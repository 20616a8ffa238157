//! Signup Page

use leptos::prelude::*;
use leptos::task::spawn_local;

use super::login_form::complete_sign_in;
use crate::api::{use_api, SignupRequest};
use crate::context::{use_app_context, Page};
use crate::error::AppResult;
use crate::store::use_app_store;
use crate::validation;

/// Account types the backend accepts
const ACCOUNT_TYPES: &[(&str, &str)] = &[("customer", "Customer"), ("shopkeeper", "Shopkeeper")];

/// Raw form values
#[derive(Debug, Clone, Default)]
struct SignupForm {
    name: String,
    email: String,
    password: String,
    confirm: String,
    username: String,
    phone: String,
    account_type: String,
}

impl SignupForm {
    fn validate(&self) -> AppResult<SignupRequest> {
        let name = validation::required("Name", &self.name)?.to_string();
        let email = validation::email(&self.email)?.to_string();
        validation::password(&self.password, Some(&self.confirm))?;
        let account_type = validation::required("Account type", &self.account_type)?.to_string();
        Ok(SignupRequest {
            name,
            email,
            password: self.password.clone(),
            username: validation::optional(&self.username),
            phone: validation::optional(&self.phone),
            account_type,
        })
    }
}

/// One text input bound to one form field
fn text_field(
    form: RwSignal<SignupForm>,
    input_type: &'static str,
    placeholder: &'static str,
    get: fn(&SignupForm) -> &String,
    set: fn(&mut SignupForm, String),
) -> impl IntoView {
    view! {
        <input
            type=input_type
            placeholder=placeholder
            prop:value=move || form.with(|f| get(f).clone())
            on:input=move |ev| form.update(|f| set(f, event_target_value(&ev)))
        />
    }
}

#[component]
pub fn SignupPage() -> impl IntoView {
    let ctx = use_app_context();
    let store = use_app_store();
    let api = use_api();

    let form = RwSignal::new(SignupForm {
        account_type: ACCOUNT_TYPES[0].0.to_string(),
        ..Default::default()
    });
    let (busy, set_busy) = signal(false);

    let submit = move |ev: web_sys::SubmitEvent| {
        ev.prevent_default();
        let request = match form.with_untracked(SignupForm::validate) {
            Ok(request) => request,
            Err(e) => return ctx.report(&e),
        };
        let api = api.get_value();
        set_busy.set(true);
        spawn_local(async move {
            match api.signup(&request).await {
                Ok(session) => complete_sign_in(ctx, store, session),
                Err(e) => ctx.report(&e),
            }
            set_busy.set(false);
        });
    };

    view! {
        <section class="auth-page">
            <h2>"Create an account"</h2>
            <form class="auth-form" on:submit=submit>
                {text_field(form, "text", "Full name", |f| &f.name, |f, v| f.name = v)}
                {text_field(form, "email", "Email", |f| &f.email, |f, v| f.email = v)}
                {text_field(form, "text", "Username (optional)", |f| &f.username, |f, v| f.username = v)}
                {text_field(form, "tel", "Phone (optional)", |f| &f.phone, |f, v| f.phone = v)}
                {text_field(form, "password", "Password", |f| &f.password, |f, v| f.password = v)}
                {text_field(form, "password", "Confirm password", |f| &f.confirm, |f, v| f.confirm = v)}
                <select
                    class="account-type"
                    prop:value=move || form.with(|f| f.account_type.clone())
                    on:change=move |ev| form.update(|f| f.account_type = event_target_value(&ev))
                >
                    {ACCOUNT_TYPES.iter().map(|&(value, label)| view! {
                        <option value=value>{label}</option>
                    }).collect_view()}
                </select>
                <button type="submit" class="primary" disabled=move || busy.get()>
                    {move || if busy.get() { "Creating account..." } else { "Sign up" }}
                </button>
            </form>
            <p class="auth-switch">
                "Already have an account? "
                <a href="#" on:click=move |ev| {
                    ev.prevent_default();
                    ctx.navigate(Page::Login);
                }>"Log in"</a>
            </p>
        </section>
    }
}
//! Form Validation
//!
//! Checks run before a request leaves the browser, so the backend only
//! sees well-formed input.

use crate::error::{AppError, AppResult};

pub const MIN_PASSWORD_LEN: usize = 6;

fn invalid(message: impl Into<String>) -> AppError {
    AppError::Validation(message.into())
}

/// Trimmed value, or an error naming the field
pub fn required<'a>(label: &str, value: &'a str) -> AppResult<&'a str> {
    let value = value.trim();
    if value.is_empty() {
        return Err(invalid(format!("{label} is required")));
    }
    Ok(value)
}

pub fn email(value: &str) -> AppResult<&str> {
    let value = required("Email", value)?;
    match value.split_once('@') {
        Some((local, domain)) if !local.is_empty() && domain.contains('.') && !domain.starts_with('.') => Ok(value),
        _ => Err(invalid("Enter a valid email address")),
    }
}

pub fn password(password: &str, confirm: Option<&str>) -> AppResult<()> {
    if password.chars().count() < MIN_PASSWORD_LEN {
        return Err(invalid(format!("Password must be at least {MIN_PASSWORD_LEN} characters")));
    }
    if let Some(confirm) = confirm {
        if confirm != password {
            return Err(invalid("Passwords do not match"));
        }
    }
    Ok(())
}

/// Optional field: blank becomes `None`
pub fn optional(value: &str) -> Option<String> {
    let value = value.trim();
    (!value.is_empty()).then(|| value.to_string())
}

/// Amount typed by the user, in rupees
pub fn amount(raw: &str) -> AppResult<f64> {
    let value: f64 = required("Amount", raw)?
        .parse()
        .map_err(|_| invalid("Amount must be a number"))?;
    if !value.is_finite() || value <= 0.0 {
        return Err(invalid("Amount must be greater than zero"));
    }
    Ok(value)
}

/// Share codes are opaque; only surrounding whitespace is dropped
pub fn cart_code(raw: &str) -> AppResult<String> {
    required("Cart code", raw).map(str::to_string)
}
//! Auth Endpoints
//!
//! Session issuance. The caller caches the returned session.

use serde::Serialize;

use super::ApiClient;
use crate::error::AppResult;
use crate::models::AuthSession;

// ========================
// Request Bodies
// ========================

#[derive(Debug, Clone, Serialize)]
pub struct LoginRequest {
    pub email: String,
    pub password: String,
}

#[derive(Debug, Clone, Serialize)]
pub struct SignupRequest {
    pub name: String,
    pub email: String,
    pub password: String,
    #[serde(skip_serializing_if = "Option::is_none")]
    pub username: Option<String>,
    #[serde(skip_serializing_if = "Option::is_none")]
    pub phone: Option<String>,
    /// Account type, e.g. "customer" or "shopkeeper"
    #[serde(rename = "type")]
    pub account_type: String,
}

#[derive(Serialize)]
struct GoogleLoginRequest<'a> {
    credential: &'a str,
}

// ========================
// Endpoints
// ========================

impl ApiClient {
    pub async fn login(&self, request: &LoginRequest) -> AppResult<AuthSession> {
        log::info!("[AUTH] login {}", request.email);
        self.post_json("/api/auth/login", request).await
    }

    pub async fn signup(&self, request: &SignupRequest) -> AppResult<AuthSession> {
        log::info!("[AUTH] signup {}", request.email);
        self.post_json("/api/auth/signup", request).await
    }

    /// `credential` is the ID token from Google Identity Services
    pub async fn google_login(&self, credential: &str) -> AppResult<AuthSession> {
        self.post_json("/api/auth/google-login", &GoogleLoginRequest { credential })
            .await
    }
}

§ Task to carry out
Send back exactly, with nothing added, the lines from the first line of the material above through the line holding "let (busy, set_busy) = signal(false);"; both ends are included.

§ Finished exercise
repository 20616a8ffa238157
//! Signup Page

use leptos::prelude::*;
use leptos::task::spawn_local;

use super::login_form::complete_sign_in;
use crate::api::{use_api, SignupRequest};
use crate::context::{use_app_context, Page};
use crate::error::AppResult;
use crate::store::use_app_store;
use crate::validation;

/// Account types the backend accepts
const ACCOUNT_TYPES: &[(&str, &str)] = &[("customer", "Customer"), ("shopkeeper", "Shopkeeper")];

/// Raw form values
#[derive(Debug, Clone, Default)]
struct SignupForm {
    name: String,
    email: String,
    password: String,
    confirm: String,
    username: String,
    phone: String,
    account_type: String,
}

impl SignupForm {
    fn validate(&self) -> AppResult<SignupRequest> {
        let name = validation::required("Name", &self.name)?.to_string();
        let email = validation::email(&self.email)?.to_string();
        validation::password(&self.password, Some(&self.confirm))?;
        let account_type = validation::required("Account type", &self.account_type)?.to_string();
        Ok(SignupRequest {
            name,
            email,
            password: self.password.clone(),
            username: validation::optional(&self.username),
            phone: validation::optional(&self.phone),
            account_type,
        })
    }
}

/// One text input bound to one form field
fn text_field(
    form: RwSignal<SignupForm>,
    input_type: &'static str,
    placeholder: &'static str,
    get: fn(&SignupForm) -> &String,
    set: fn(&mut SignupForm, String),
) -> impl IntoView {
    view! {
        <input
            type=input_type
            placeholder=placeholder
            prop:value=move || form.with(|f| get(f).clone())
            on:input=move |ev| form.update(|f| set(f, event_target_value(&ev)))
        />
    }
}

#[component]
pub fn SignupPage() -> impl IntoView {
    let ctx = use_app_context();
    let store = use_app_store();
    let api = use_api();

    let form = RwSignal::new(SignupForm {
        account_type: ACCOUNT_TYPES[0].0.to_string(),
        ..Default::default()
    });
    let (busy, set_busy) = signal(false);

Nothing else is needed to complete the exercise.